Mute and Void: The World (or Our World?) in "Sleeper"



Allen's film "Sleeper" not only signifies his character's Past (uh...sleeping to be exact, frozen technically, like a cheesecake you buy when someone isn't important enough to have a homemade brithday cake) but also implies the Present of the society he stumbles and wakes into: a world of non-thinkers, slumbering through life. A world of robotically completed tasks, instant gratification and the inability to truly enjoy something (as pursuing and toiling for a vied object is half the fun) is perhaps Allen's critique of his society, and even more so, ours today. Aesthetically and easily pleased and rarely focused, we have been censored. Our lack of contesting what is forced upon us, and our backbone-less natures, reveling in hedonism, not only creates an egalitarian society, swaddling in nihilism, but also creates a cultural amnesia: tha inability to process or create ideas of one's own. Frankly, to have a mind of one's own, whether it suffers for what it believes or not. Ray Bradbury's Fahrenheit 451 confronts this issue with ease with the images of bruning books, and perpetual climatic statements that examine our own lifestyles. As the possessors of books were deviants, simple or dangerous in Bradbury's novel, so in "Sleeper" were those who did not conform to society, those known as either "Intellectuals," the "Underground" were collectively identified as "Subversives" as well. In Bradbury's society, subversives were the intellectuals, those who dreamed to think more than they could even themselves beleive in and to put it to paper.

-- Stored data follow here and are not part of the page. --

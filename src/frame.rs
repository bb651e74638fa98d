//! Packet reassembly over a byte stream

use bytes::{Buf, Bytes, BytesMut};

use crate::control::fixed_header::{scan_fixed_header, FixedHeaderError};
use crate::control::FixedHeader;

/// Accumulates received bytes until one whole control packet is available.
///
/// Reads may end anywhere inside a packet, or carry more than one. Bytes past the first
/// complete packet stay buffered for the next call.
#[derive(Debug, Default)]
pub struct FrameBuffer {
    buf: BytesMut,
}

impl FrameBuffer {
    pub fn new() -> FrameBuffer {
        FrameBuffer::default()
    }

    pub fn extend_from_slice(&mut self, data: &[u8]) {
        self.buf.extend_from_slice(data);
    }

    pub fn len(&self) -> usize {
        self.buf.len()
    }

    pub fn is_empty(&self) -> bool {
        self.buf.is_empty()
    }

    pub fn clear(&mut self) {
        self.buf.clear();
    }

    /// Bytes to request from the stream to make progress without reading past the
    /// packet being assembled. 0 when a whole packet is already buffered.
    pub fn bytes_needed(&self) -> usize {
        if self.buf.len() < 2 {
            return 2 - self.buf.len();
        }

        match scan_fixed_header(&self.buf[..]) {
            None => 1,
            Some(Err(..)) => 0,
            Some(Ok((remaining_length, header_len))) => {
                (header_len + remaining_length as usize).saturating_sub(self.buf.len())
            }
        }
    }

    /// Splits off the next complete packet, returning its fixed header and body.
    ///
    /// A packet whose fixed header does not parse is still consumed when its extent is
    /// known, so the error is reported once.
    pub fn next_frame(&mut self) -> Result<Option<(FixedHeader, Bytes)>, FixedHeaderError> {
        split_frame(&mut self.buf)
    }
}

/// Removes one whole packet from the front of `buf`, if one is there
pub fn split_frame(buf: &mut BytesMut) -> Result<Option<(FixedHeader, Bytes)>, FixedHeaderError> {
    if buf.len() < 2 {
        return Ok(None);
    }

    let (remaining_length, header_len) = match scan_fixed_header(&buf[..]) {
        None => return Ok(None),
        Some(scanned) => scanned?,
    };

    let frame_len = header_len + remaining_length as usize;
    if buf.len() < frame_len {
        buf.reserve(frame_len - buf.len());
        return Ok(None);
    }

    let type_byte = buf[0];
    let mut frame = buf.split_to(frame_len);
    frame.advance(header_len);
    let body = frame.freeze();

    Ok(Some((FixedHeader::from_type_byte(type_byte, remaining_length)?, body)))
}

#[cfg(test)]
mod test {
    use super::*;

    use crate::control::ControlType;

    #[test]
    fn reassembles_byte_by_byte() {
        let packet = b"\x30\x0a\x00\x03a/bhello";
        let mut frames = FrameBuffer::new();

        for (i, byte) in packet.iter().enumerate() {
            assert!(frames.bytes_needed() > 0, "at byte {}", i);
            assert!(frames.next_frame().unwrap().is_none());
            frames.extend_from_slice(&[*byte]);
        }

        assert_eq!(frames.bytes_needed(), 0);
        let (header, body) = frames.next_frame().unwrap().unwrap();
        assert_eq!(header.packet_type.control_type, ControlType::Publish);
        assert_eq!(header.remaining_length, 10);
        assert_eq!(&body[..], b"\x00\x03a/bhello");
        assert!(frames.is_empty());
    }

    #[test]
    fn bytes_needed_never_overshoots() {
        let mut frames = FrameBuffer::new();
        assert_eq!(frames.bytes_needed(), 2);

        frames.extend_from_slice(b"\x30");
        assert_eq!(frames.bytes_needed(), 1);

        // continuation bit set, length incomplete
        frames.extend_from_slice(b"\xc1");
        assert_eq!(frames.bytes_needed(), 1);

        frames.extend_from_slice(b"\x02");
        assert_eq!(frames.bytes_needed(), 321);
    }

    #[test]
    fn keeps_surplus_for_next_frame() {
        let mut frames = FrameBuffer::new();
        frames.extend_from_slice(b"\x40\x02\x00\x01\xd0\x00\x50");

        let (first, body) = frames.next_frame().unwrap().unwrap();
        assert_eq!(first.packet_type.control_type, ControlType::PublishAcknowledgement);
        assert_eq!(&body[..], b"\x00\x01");

        let (second, body) = frames.next_frame().unwrap().unwrap();
        assert_eq!(second.packet_type.control_type, ControlType::PingResponse);
        assert!(body.is_empty());

        assert!(frames.next_frame().unwrap().is_none());
        assert_eq!(frames.len(), 1);
    }

    #[test]
    fn reserved_type_is_consumed() {
        let mut frames = FrameBuffer::new();
        frames.extend_from_slice(b"\xf0\x01\xaa\xd0\x00");

        assert!(matches!(frames.next_frame(), Err(FixedHeaderError::ReservedType(15, 1))));
        let (header, _) = frames.next_frame().unwrap().unwrap();
        assert_eq!(header.packet_type.control_type, ControlType::PingResponse);
    }

    #[test]
    fn malformed_remaining_length() {
        let mut frames = FrameBuffer::new();
        frames.extend_from_slice(b"\x30\xff\xff\xff\xff\x01");
        assert!(matches!(frames.next_frame(), Err(FixedHeaderError::MalformedRemainingLength)));
        assert_eq!(frames.bytes_needed(), 0);
    }
}
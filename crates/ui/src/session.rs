//! Viewer session
//!
//! The session is the single coordinator between a rendering host and the
//! engine. It owns every observer, timer and overlay element it creates, runs
//! one frame pipeline per animation frame, and tears all of it down on unmount.
//!
//! All timing is explicit: the host calls [`ViewerSession::tick`] with the
//! current time and [`ViewerSession::animation_frame`] when a frame is due.

use crate::connectors::ConnectorLayer;
use crate::cursors::CursorLayer;
use crate::highlights::HighlightLayer;
use crate::host::{ContainerId, ObserverHandle, ObserverKind, ViewerEvent, ViewerHost};
use crate::pipeline::{FrameInput, FrameOutput, FramePipeline};
use crate::registry::{OverlayError, OwnedElementRegistry};
use pdf_annotator_core::{
    draft_annotation, ActiveUser, ClusterHeights, Comment, CommentId, CommentPatch,
    CommentState, CommentStateStore, CommentStore, CommentUser, ConnectorPath, CursorBroadcaster,
    CursorUpdate, EngineConfig, HoverTarget, MappingInputs, NewComment, PageGeometry, Point,
    PresenceChannel, PresenceOverlay, SelectionRange, StoreError, UserId, ViewMode,
    DEFAULT_HIGHLIGHT_COLOR,
};
use pdf_annotator_scheduler::{
    AnimationFrameGate, Debouncer, FrameStats, IntervalTimer, PollOutcome, ReadinessPoller,
    TeardownRegistry,
};

pub struct ViewerSession<H: ViewerHost> {
    host: H,
    config: EngineConfig,
    pipeline: FramePipeline,
    container: Option<ContainerId>,

    teardown: TeardownRegistry<ObserverHandle>,
    frames: AnimationFrameGate,
    mutations: Debouncer,
    presence_sweep: IntervalTimer,
    readiness: ReadinessPoller,

    dom_generation: u64,
    last_inputs: Option<MappingInputs>,
    /// Set by anything other than a scroll since the last frame
    full_pass_pending: bool,

    comments: Vec<Comment>,
    states: CommentStateStore,
    heights: ClusterHeights,

    registry: OwnedElementRegistry,
    connectors: ConnectorLayer,
    highlights: HighlightLayer,
    cursors: CursorLayer,

    presence: PresenceOverlay,
    broadcaster: CursorBroadcaster,
    self_id: Option<UserId>,

    last_output: FrameOutput,
}
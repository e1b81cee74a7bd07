//! Per-comment interaction state
//!
//! State is created lazily when a comment is first touched and lives until the
//! comment is deleted or its cluster unmounts. Element references are registry
//! ids, not handles, and are replaced on every highlight reconciliation.

use crate::comment::CommentId;
use serde::{Deserialize, Serialize};
use std::collections::HashMap;
use std::fmt;

/// Id of an element in the owned-element registry
#[derive(Debug, Clone, Copy, PartialEq, Eq, PartialOrd, Ord, Hash, Serialize, Deserialize)]
#[serde(transparent)]
pub struct ElementId(pub u64);

impl fmt::Display for ElementId {
    fn fmt(&self, f: &mut fmt::Formatter<'_>) -> fmt::Result {
        write!(f, "el-{}", self.0)
    }
}

#[derive(Debug, Clone, Default, PartialEq, Eq, Serialize, Deserialize)]
#[serde(rename_all = "camelCase")]
pub struct CommentState {
    #[serde(default)]
    pub is_pinned: bool,
    #[serde(default)]
    pub is_highlight_hovered: bool,
    #[serde(default)]
    pub is_badge_hovered: bool,
    #[serde(default)]
    pub is_comment_hovered: bool,
    #[serde(default)]
    pub is_editing: bool,
    #[serde(default)]
    pub is_replying: bool,
    #[serde(skip)]
    pub highlight_elements: Vec<ElementId>,
}

impl CommentState {
    pub fn is_hovered(&self) -> bool {
        self.is_highlight_hovered || self.is_badge_hovered || self.is_comment_hovered
    }

    /// Whether the comment keeps its cluster open
    pub fn keeps_expanded(&self) -> bool {
        self.is_pinned
            || self.is_editing
            || self.is_replying
            || self.is_badge_hovered
            || self.is_comment_hovered
    }
}

/// Aggregated state of a cluster's members
#[derive(Debug, Clone, Copy, Default, PartialEq, Eq, Serialize)]
pub struct ClusterVisual {
    pub expanded: bool,
    pub hovered: bool,
    pub pinned: bool,
}

impl ClusterVisual {
    /// Connector lines are drawn only for clusters in one of these states
    pub fn shows_connectors(&self) -> bool {
        self.expanded || self.hovered || self.pinned
    }
}

/// Which hover target changed
#[derive(Debug, Clone, Copy, PartialEq, Eq)]
pub enum HoverTarget {
    Highlight,
    Badge,
    Comment,
}

/// Comment id to state map
#[derive(Debug, Clone, Default)]
pub struct CommentStateStore {
    states: HashMap<CommentId, CommentState>,
}

impl CommentStateStore {
    pub fn new() -> Self {
        Self::default()
    }

    /// Seed from an existing map (CLI scenes, tests)
    pub fn from_states(states: impl IntoIterator<Item = (CommentId, CommentState)>) -> Self {
        Self {
            states: states.into_iter().collect(),
        }
    }

    pub fn get(&self, id: CommentId) -> Option<&CommentState> {
        self.states.get(&id)
    }

    /// State for a comment, created on first access
    pub fn entry(&mut self, id: CommentId) -> &mut CommentState {
        self.states.entry(id).or_default()
    }

    pub fn len(&self) -> usize {
        self.states.len()
    }

    pub fn is_empty(&self) -> bool {
        self.states.is_empty()
    }

    pub fn set_hovered(&mut self, id: CommentId, target: HoverTarget, hovered: bool) {
        let state = self.entry(id);
        match target {
            HoverTarget::Highlight => state.is_highlight_hovered = hovered,
            HoverTarget::Badge => state.is_badge_hovered = hovered,
            HoverTarget::Comment => state.is_comment_hovered = hovered,
        }
    }

    pub fn set_editing(&mut self, id: CommentId, editing: bool) {
        self.entry(id).is_editing = editing;
    }

    pub fn set_replying(&mut self, id: CommentId, replying: bool) {
        self.entry(id).is_replying = replying;
    }

    /// Pin a comment, unpinning every other comment in the document
    ///
    /// Returns the ids that were unpinned.
    pub fn pin(&mut self, id: CommentId) -> Vec<CommentId> {
        let mut unpinned = Vec::new();
        for (other, state) in self.states.iter_mut() {
            if *other != id && state.is_pinned {
                state.is_pinned = false;
                unpinned.push(*other);
            }
        }
        unpinned.sort_unstable();
        self.entry(id).is_pinned = true;
        unpinned
    }

    pub fn unpin(&mut self, id: CommentId) {
        if let Some(state) = self.states.get_mut(&id) {
            state.is_pinned = false;
        }
    }

    /// Flip the pin; returns the new pinned flag
    pub fn toggle_pin(&mut self, id: CommentId) -> bool {
        if self.get(id).is_some_and(|state| state.is_pinned) {
            self.unpin(id);
            false
        } else {
            self.pin(id);
            true
        }
    }

    pub fn is_pinned(&self, id: CommentId) -> bool {
        self.get(id).is_some_and(|state| state.is_pinned)
    }

    pub fn remove(&mut self, id: CommentId) -> Option<CommentState> {
        self.states.remove(&id)
    }

    /// Drop the state of comments whose cluster went away
    pub fn reset_many(&mut self, ids: &[CommentId]) {
        for id in ids {
            self.states.remove(id);
        }
    }

    /// Drop state of comments not in `live`
    pub fn retain_live(&mut self, live: &[CommentId]) {
        self.states.retain(|id, _| live.contains(id));
    }

    pub fn set_highlight_elements(&mut self, id: CommentId, elements: Vec<ElementId>) {
        self.entry(id).highlight_elements = elements;
    }

    pub fn pinned_ids(&self) -> Vec<CommentId> {
        let mut ids: Vec<CommentId> = self
            .states
            .iter()
            .filter(|(_, state)| state.is_pinned)
            .map(|(id, _)| *id)
            .collect();
        ids.sort_unstable();
        ids
    }

    /// Leave at most one pinned comment per cluster
    ///
    /// Each entry of `clusters` lists the member ids in cluster order. The survivor is
    /// the pinned comment whose highlight is hovered, else whose badge is hovered,
    /// else the first pinned one. Returns the ids that were unpinned.
    pub fn resolve_pin_conflicts(&mut self, clusters: &[Vec<CommentId>]) -> Vec<CommentId> {
        let mut unpinned = Vec::new();

        for members in clusters {
            let pinned: Vec<CommentId> =
                members.iter().copied().filter(|id| self.is_pinned(*id)).collect();
            if pinned.len() <= 1 {
                continue;
            }

            let state_of = |id: &CommentId| self.states.get(id);
            let keep = pinned
                .iter()
                .find(|id| state_of(id).is_some_and(|s| s.is_highlight_hovered))
                .or_else(|| pinned.iter().find(|id| state_of(id).is_some_and(|s| s.is_badge_hovered)))
                .copied()
                .unwrap_or(pinned[0]);

            for id in pinned.into_iter().filter(|id| *id != keep) {
                self.unpin(id);
                unpinned.push(id);
            }
        }

        if !unpinned.is_empty() {
            tracing::debug!(?unpinned, "resolved pin conflicts");
        }
        unpinned
    }

    pub fn cluster_visual(&self, members: &[CommentId]) -> ClusterVisual {
        members
            .iter()
            .filter_map(|id| self.states.get(id))
            .fold(ClusterVisual::default(), |visual, state| ClusterVisual {
                expanded: visual.expanded || state.keeps_expanded(),
                hovered: visual.hovered || state.is_hovered(),
                pinned: visual.pinned || state.is_pinned,
            })
    }
}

Allen's film, as well as 451, copes with contentment issues and whether the individuals in a society based on scripted feelings and actions are truly stable. As Bradbury portrays a television like eye in the entire population's homes as a form of activity, the conditioned responses feed the egos of the individuals answering the questions with the pre-chosen answers for them, manipulating them into a false state of control, where nothing is present that criticizes or objects to them, lulling the individual into hopelessly naive contentment. Likewise in "Sleeper" does this freakishly weakening action occur. As everything is instantaneous, people are content, but are they stable? Luna broke down, as a vision of a child's tantrum, when she confused a metaphor in her poem, a small error indeed. The appearances of Formulas in both Fehrenheit 451 and "Sleeper" acknowledge that our society is dwindling into comforted, inhibited subjects of what is handed to us and considers the statement: "I think, therefore, I am."